DIRECTIONS FOR THIS TASK
Give only the number of lines in the following entries where "stay" appears.

[Source records]
-------------------------
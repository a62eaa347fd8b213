//! Species size allocation via fitness sharing.
//!
//! Target sizes are proportional to species mean fitness, discretized with
//! stochastic rounding; rounding drift is corrected by ±1 passes over the
//! species in random order until the sizes sum exactly to the population
//! target size. The species holding the population-best genome is
//! guaranteed a non-zero target. Each species' target is then split into
//! elite, selection and asexual/recombination offspring counts.

use crate::evolution::settings::EvolutionSettings;
use crate::population::Population;
use crate::scalar::Scalar;
use crate::speciation::Species;
use crate::stochastic::{shuffled_indices, stochastic_round};
use rand::RngCore;

/// Calculate and store per-species target sizes and the derived elite,
/// selection and offspring counts for the next generation.
///
/// # Panics
///
/// Panics if speciation has not run, or if the champion species cannot be
/// guaranteed a member because every other species already has a zero
/// target size.
pub fn update_species_allocation<W: Scalar>(
    population: &mut Population<W>,
    settings: &EvolutionSettings,
    rng: &mut dyn RngCore,
) {
    let target_size = population.target_size();
    let total_mean_fitness = population.stats().sum_species_mean_fitness;
    let best_species_index = population.stats().best_genome_species_index;

    let species = population
        .species_mut()
        .expect("allocation requires an initialised species partition");

    update_target_sizes(species, target_size, total_mean_fitness, rng);
    accommodate_best_genome_species(species, best_species_index, rng);
    debug_assert_eq!(
        species.iter().map(|sp| sp.stats.target_size).sum::<usize>(),
        target_size
    );

    for (i, sp) in species.iter_mut().enumerate() {
        allocate_elite_selection_offspring(sp, settings, i == best_species_index, rng);
    }
}

/// Assign fitness-sharing target sizes and correct the rounding drift so
/// they sum exactly to `target_size`.
fn update_target_sizes<W: Scalar>(
    species: &mut [Species<W>],
    target_size: usize,
    total_mean_fitness: f64,
    rng: &mut dyn RngCore,
) {
    // Population and species counts stay well within f64's exact integer range
    #[allow(clippy::cast_precision_loss)]
    let population_size = target_size as f64;

    let mut allocated = 0usize;
    if total_mean_fitness <= 0.0 {
        // Every genome scored zero; assign all species an equal share.
        #[allow(clippy::cast_precision_loss)]
        let share = population_size / species.len() as f64;
        for sp in &mut *species {
            sp.stats.target_size_real = share;
            sp.stats.target_size = stochastic_round(share, rng);
            allocated += sp.stats.target_size;
        }
    } else {
        for sp in &mut *species {
            let real = (sp.stats.mean_fitness / total_mean_fitness) * population_size;
            sp.stats.target_size_real = real;
            sp.stats.target_size = stochastic_round(real, rng);
            allocated += sp.stats.target_size;
        }
    }

    // Independent rounding rarely sums exactly; add or remove single units,
    // one per species per pass, visiting species in random order, until the
    // total matches. Spreading the correction avoids concentrating it in
    // one species.
    while allocated < target_size {
        for &i in &shuffled_indices(species.len(), rng) {
            species[i].stats.target_size += 1;
            allocated += 1;
            if allocated == target_size {
                break;
            }
        }
    }
    while allocated > target_size {
        for &i in &shuffled_indices(species.len(), rng) {
            if species[i].stats.target_size > 0 {
                species[i].stats.target_size -= 1;
                allocated -= 1;
                if allocated == target_size {
                    break;
                }
            }
        }
    }
}

/// Guarantee the species holding the population-best genome a non-zero
/// target size, decrementing one other non-zero species to compensate.
fn accommodate_best_genome_species<W: Scalar>(
    species: &mut [Species<W>],
    best_species_index: usize,
    rng: &mut dyn RngCore,
) {
    if species[best_species_index].stats.target_size > 0 {
        return;
    }
    species[best_species_index].stats.target_size += 1;

    // Pick a donor uniformly at random among the other species. Reducing a
    // donor to zero is fine; zero allocations are handled downstream.
    for &i in &shuffled_indices(species.len(), rng) {
        if i == best_species_index {
            continue;
        }
        if species[i].stats.target_size > 0 {
            species[i].stats.target_size -= 1;
            return;
        }
    }
    panic!("all species have a zero target size");
}

/// Split a species' target size into elite, selection and offspring
/// counts.
fn allocate_elite_selection_offspring<W: Scalar>(
    sp: &mut Species<W>,
    settings: &EvolutionSettings,
    is_best_genome_species: bool,
    rng: &mut dyn RngCore,
) {
    // Genome counts stay well within f64's exact integer range
    #[allow(clippy::cast_precision_loss)]
    let current_size = sp.genomes.len() as f64;
    let stats = &mut sp.stats;

    if stats.target_size == 0 {
        debug_assert!(
            !is_best_genome_species,
            "zero target size assigned to the species holding the best genome"
        );
        stats.elite_size = 0;
        stats.selection_size = 0;
        stats.offspring_count = 0;
        stats.offspring_asexual_count = 0;
        stats.offspring_recombination_count = 0;
        return;
    }

    // Elite count is a proportion of the *current* size, so it is clamped
    // to the new target size.
    let elite = stochastic_round(current_size * settings.elitism_proportion, rng);
    stats.elite_size = elite.min(stats.target_size);

    // The champion species always preserves its best genome, even when its
    // target size is one and it therefore produces no offspring.
    if is_best_genome_species && stats.elite_size == 0 {
        stats.elite_size = 1;
    }

    stats.offspring_count = stats.target_size - stats.elite_size;

    // Offspring counts stay well within f64's exact integer range
    #[allow(clippy::cast_precision_loss)]
    let asexual_real = stats.offspring_count as f64 * settings.offspring_asexual_proportion;
    let asexual = stochastic_round(asexual_real, rng);
    stats.offspring_asexual_count = asexual;
    stats.offspring_recombination_count = stats.offspring_count - asexual;

    // At least one genome is always selectable; for a zero target size it
    // is irrelevant, but cross-species mating may still sample this
    // species.
    stats.selection_size =
        stochastic_round(current_size * settings.selection_proportion, rng).max(1);
}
-------------------------
SOLUTION TO THIS EXERCISE
3